(Extracted records)
···

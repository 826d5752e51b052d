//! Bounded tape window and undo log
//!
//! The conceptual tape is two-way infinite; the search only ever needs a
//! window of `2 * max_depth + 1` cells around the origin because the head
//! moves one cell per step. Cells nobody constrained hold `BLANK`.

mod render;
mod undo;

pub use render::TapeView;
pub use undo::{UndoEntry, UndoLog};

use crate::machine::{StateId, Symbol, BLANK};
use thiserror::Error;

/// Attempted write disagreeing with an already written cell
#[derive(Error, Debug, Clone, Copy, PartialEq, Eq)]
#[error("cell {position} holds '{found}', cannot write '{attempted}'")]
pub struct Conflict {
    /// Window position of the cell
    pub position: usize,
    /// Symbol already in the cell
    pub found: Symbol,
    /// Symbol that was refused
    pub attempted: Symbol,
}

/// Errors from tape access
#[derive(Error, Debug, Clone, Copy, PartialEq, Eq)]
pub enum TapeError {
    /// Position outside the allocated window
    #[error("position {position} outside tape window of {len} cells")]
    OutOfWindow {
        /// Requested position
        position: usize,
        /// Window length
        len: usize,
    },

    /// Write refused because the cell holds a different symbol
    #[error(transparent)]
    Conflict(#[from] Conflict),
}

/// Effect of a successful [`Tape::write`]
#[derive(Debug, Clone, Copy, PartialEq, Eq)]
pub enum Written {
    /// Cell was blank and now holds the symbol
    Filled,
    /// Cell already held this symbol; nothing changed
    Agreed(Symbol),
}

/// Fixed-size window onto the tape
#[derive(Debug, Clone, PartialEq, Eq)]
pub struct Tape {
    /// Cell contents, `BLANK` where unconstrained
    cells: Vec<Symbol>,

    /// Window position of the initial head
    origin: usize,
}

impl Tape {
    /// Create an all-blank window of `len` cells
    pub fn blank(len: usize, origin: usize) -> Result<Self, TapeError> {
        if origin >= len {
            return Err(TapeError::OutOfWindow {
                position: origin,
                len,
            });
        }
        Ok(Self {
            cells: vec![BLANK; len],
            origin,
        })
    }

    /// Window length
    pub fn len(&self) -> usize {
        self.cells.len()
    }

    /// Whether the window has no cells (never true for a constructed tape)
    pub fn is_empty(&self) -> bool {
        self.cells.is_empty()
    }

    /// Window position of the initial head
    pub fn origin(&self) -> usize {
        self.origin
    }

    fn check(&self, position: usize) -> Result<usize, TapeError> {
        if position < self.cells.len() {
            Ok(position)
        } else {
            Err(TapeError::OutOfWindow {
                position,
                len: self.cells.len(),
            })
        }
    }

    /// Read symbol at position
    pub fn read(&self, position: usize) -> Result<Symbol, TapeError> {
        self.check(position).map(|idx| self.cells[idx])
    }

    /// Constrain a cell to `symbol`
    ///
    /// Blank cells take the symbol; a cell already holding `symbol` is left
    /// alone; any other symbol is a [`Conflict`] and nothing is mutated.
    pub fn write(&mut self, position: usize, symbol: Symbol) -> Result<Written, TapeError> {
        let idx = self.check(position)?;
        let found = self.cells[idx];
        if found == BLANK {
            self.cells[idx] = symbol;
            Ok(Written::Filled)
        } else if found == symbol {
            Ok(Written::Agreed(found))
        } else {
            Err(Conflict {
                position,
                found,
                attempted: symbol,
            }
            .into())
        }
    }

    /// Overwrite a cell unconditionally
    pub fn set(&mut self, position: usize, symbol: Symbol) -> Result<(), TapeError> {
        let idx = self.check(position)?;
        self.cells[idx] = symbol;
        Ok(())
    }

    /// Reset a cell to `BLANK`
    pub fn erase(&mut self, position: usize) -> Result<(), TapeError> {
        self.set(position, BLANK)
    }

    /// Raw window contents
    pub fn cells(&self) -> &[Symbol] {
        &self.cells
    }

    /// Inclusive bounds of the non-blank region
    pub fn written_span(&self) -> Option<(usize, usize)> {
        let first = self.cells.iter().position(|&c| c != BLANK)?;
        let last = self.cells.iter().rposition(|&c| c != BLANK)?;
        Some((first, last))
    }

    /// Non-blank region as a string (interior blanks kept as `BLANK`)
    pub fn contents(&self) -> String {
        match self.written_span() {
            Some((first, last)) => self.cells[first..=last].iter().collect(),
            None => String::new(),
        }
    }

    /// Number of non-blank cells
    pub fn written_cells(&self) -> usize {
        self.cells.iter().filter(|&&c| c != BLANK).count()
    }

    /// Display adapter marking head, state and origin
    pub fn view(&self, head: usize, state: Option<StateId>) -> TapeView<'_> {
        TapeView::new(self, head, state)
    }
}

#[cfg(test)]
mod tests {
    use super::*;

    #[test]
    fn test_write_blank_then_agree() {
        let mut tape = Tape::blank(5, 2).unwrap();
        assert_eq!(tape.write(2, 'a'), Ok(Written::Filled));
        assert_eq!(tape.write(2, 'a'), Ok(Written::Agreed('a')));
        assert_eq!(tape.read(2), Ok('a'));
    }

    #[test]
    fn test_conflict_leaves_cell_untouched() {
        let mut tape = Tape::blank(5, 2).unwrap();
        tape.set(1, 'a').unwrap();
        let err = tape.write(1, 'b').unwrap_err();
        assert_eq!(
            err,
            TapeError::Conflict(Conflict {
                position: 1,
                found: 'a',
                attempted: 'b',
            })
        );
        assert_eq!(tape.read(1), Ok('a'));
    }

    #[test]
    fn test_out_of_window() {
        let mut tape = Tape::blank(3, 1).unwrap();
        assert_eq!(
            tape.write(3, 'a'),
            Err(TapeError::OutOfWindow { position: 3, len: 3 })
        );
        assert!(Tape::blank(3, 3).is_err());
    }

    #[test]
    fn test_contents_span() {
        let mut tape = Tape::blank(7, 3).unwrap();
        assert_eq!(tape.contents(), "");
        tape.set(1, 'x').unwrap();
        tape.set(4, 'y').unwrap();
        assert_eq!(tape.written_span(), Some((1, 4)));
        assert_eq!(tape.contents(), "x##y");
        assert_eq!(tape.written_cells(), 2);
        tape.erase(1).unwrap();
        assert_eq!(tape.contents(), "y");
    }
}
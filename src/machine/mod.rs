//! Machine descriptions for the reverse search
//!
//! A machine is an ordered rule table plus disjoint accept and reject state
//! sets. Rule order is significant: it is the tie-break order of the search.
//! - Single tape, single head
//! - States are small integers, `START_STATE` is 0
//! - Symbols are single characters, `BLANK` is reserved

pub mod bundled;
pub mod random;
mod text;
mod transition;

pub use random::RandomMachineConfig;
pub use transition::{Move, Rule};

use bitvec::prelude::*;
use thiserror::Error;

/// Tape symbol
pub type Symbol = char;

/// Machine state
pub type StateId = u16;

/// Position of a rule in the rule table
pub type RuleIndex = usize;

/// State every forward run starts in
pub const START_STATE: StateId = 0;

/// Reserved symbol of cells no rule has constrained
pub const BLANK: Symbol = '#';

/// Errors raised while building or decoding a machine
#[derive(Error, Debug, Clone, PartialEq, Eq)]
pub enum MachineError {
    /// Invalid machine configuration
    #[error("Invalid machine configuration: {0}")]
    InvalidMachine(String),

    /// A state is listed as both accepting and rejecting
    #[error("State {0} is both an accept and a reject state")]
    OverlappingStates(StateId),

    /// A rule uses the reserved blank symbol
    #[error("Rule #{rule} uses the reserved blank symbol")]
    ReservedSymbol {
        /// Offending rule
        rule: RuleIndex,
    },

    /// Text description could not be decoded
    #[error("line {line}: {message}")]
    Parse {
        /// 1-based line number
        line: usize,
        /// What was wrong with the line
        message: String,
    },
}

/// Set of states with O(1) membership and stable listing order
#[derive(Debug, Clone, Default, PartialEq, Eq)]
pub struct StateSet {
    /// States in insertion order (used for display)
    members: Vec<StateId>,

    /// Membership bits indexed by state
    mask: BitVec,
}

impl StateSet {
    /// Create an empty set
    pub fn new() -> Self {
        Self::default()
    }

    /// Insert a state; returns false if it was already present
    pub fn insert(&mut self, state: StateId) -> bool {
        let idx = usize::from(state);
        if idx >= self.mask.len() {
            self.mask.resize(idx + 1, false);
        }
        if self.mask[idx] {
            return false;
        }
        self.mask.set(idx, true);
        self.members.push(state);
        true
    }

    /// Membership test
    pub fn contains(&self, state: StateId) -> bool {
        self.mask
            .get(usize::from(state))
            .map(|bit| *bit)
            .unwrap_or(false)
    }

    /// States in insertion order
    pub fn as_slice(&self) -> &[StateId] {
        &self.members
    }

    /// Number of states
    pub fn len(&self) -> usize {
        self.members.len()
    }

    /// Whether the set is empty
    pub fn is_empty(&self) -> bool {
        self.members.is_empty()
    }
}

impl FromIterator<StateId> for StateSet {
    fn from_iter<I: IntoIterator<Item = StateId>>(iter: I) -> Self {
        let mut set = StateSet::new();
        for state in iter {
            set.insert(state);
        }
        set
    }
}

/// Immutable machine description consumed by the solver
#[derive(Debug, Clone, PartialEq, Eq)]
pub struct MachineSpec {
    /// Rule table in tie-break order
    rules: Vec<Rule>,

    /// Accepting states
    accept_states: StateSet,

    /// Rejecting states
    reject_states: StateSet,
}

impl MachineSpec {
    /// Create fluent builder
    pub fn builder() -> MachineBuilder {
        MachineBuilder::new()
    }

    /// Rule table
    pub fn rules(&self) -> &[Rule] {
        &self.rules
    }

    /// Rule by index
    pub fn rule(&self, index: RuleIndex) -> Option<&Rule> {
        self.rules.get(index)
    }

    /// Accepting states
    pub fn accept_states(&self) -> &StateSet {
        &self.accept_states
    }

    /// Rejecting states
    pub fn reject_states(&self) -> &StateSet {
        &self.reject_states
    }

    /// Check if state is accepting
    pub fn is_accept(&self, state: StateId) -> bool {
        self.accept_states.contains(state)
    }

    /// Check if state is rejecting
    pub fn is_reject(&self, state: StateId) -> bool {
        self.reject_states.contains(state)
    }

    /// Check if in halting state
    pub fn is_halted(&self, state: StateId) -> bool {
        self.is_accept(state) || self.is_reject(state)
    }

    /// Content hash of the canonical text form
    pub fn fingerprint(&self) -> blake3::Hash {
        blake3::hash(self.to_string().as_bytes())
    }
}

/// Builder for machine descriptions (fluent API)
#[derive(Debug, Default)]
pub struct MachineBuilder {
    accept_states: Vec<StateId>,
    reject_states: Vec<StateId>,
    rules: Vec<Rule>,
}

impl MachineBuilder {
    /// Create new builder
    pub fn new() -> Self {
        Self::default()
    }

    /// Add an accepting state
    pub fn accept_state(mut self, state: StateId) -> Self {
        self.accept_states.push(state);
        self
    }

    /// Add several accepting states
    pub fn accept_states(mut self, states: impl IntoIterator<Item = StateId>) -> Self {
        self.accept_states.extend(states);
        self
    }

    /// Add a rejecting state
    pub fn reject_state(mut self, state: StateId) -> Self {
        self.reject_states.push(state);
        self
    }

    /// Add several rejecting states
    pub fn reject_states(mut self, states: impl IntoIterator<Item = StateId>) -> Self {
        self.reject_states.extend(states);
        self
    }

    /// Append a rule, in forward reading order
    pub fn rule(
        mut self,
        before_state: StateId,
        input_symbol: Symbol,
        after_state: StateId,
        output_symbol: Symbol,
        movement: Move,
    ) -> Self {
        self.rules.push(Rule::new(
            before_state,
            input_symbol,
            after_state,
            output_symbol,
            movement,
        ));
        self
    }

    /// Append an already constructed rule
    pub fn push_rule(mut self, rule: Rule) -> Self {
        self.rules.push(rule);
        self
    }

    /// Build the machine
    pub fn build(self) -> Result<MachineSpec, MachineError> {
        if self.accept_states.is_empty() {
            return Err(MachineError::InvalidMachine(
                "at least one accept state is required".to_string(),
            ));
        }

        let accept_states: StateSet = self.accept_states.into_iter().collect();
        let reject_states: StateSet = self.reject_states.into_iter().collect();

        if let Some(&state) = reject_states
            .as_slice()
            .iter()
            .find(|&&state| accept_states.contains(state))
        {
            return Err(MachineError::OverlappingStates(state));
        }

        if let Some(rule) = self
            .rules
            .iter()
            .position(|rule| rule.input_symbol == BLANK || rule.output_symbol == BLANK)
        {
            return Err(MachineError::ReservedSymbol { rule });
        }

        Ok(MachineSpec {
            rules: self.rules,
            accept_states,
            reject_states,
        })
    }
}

···

◆ **TASK**
The answer must consist of each line from the data that includes the string "Debug".

◆ **TASK SOLUTION**
#[derive(Error, Debug, Clone, Copy, PartialEq, Eq)]
#[derive(Error, Debug, Clone, Copy, PartialEq, Eq)]
#[derive(Debug, Clone, Copy, PartialEq, Eq)]
#[derive(Debug, Clone, PartialEq, Eq)]
#[derive(Error, Debug, Clone, PartialEq, Eq)]
#[derive(Debug, Clone, Default, PartialEq, Eq)]
#[derive(Debug, Clone, PartialEq, Eq)]
#[derive(Debug, Default)]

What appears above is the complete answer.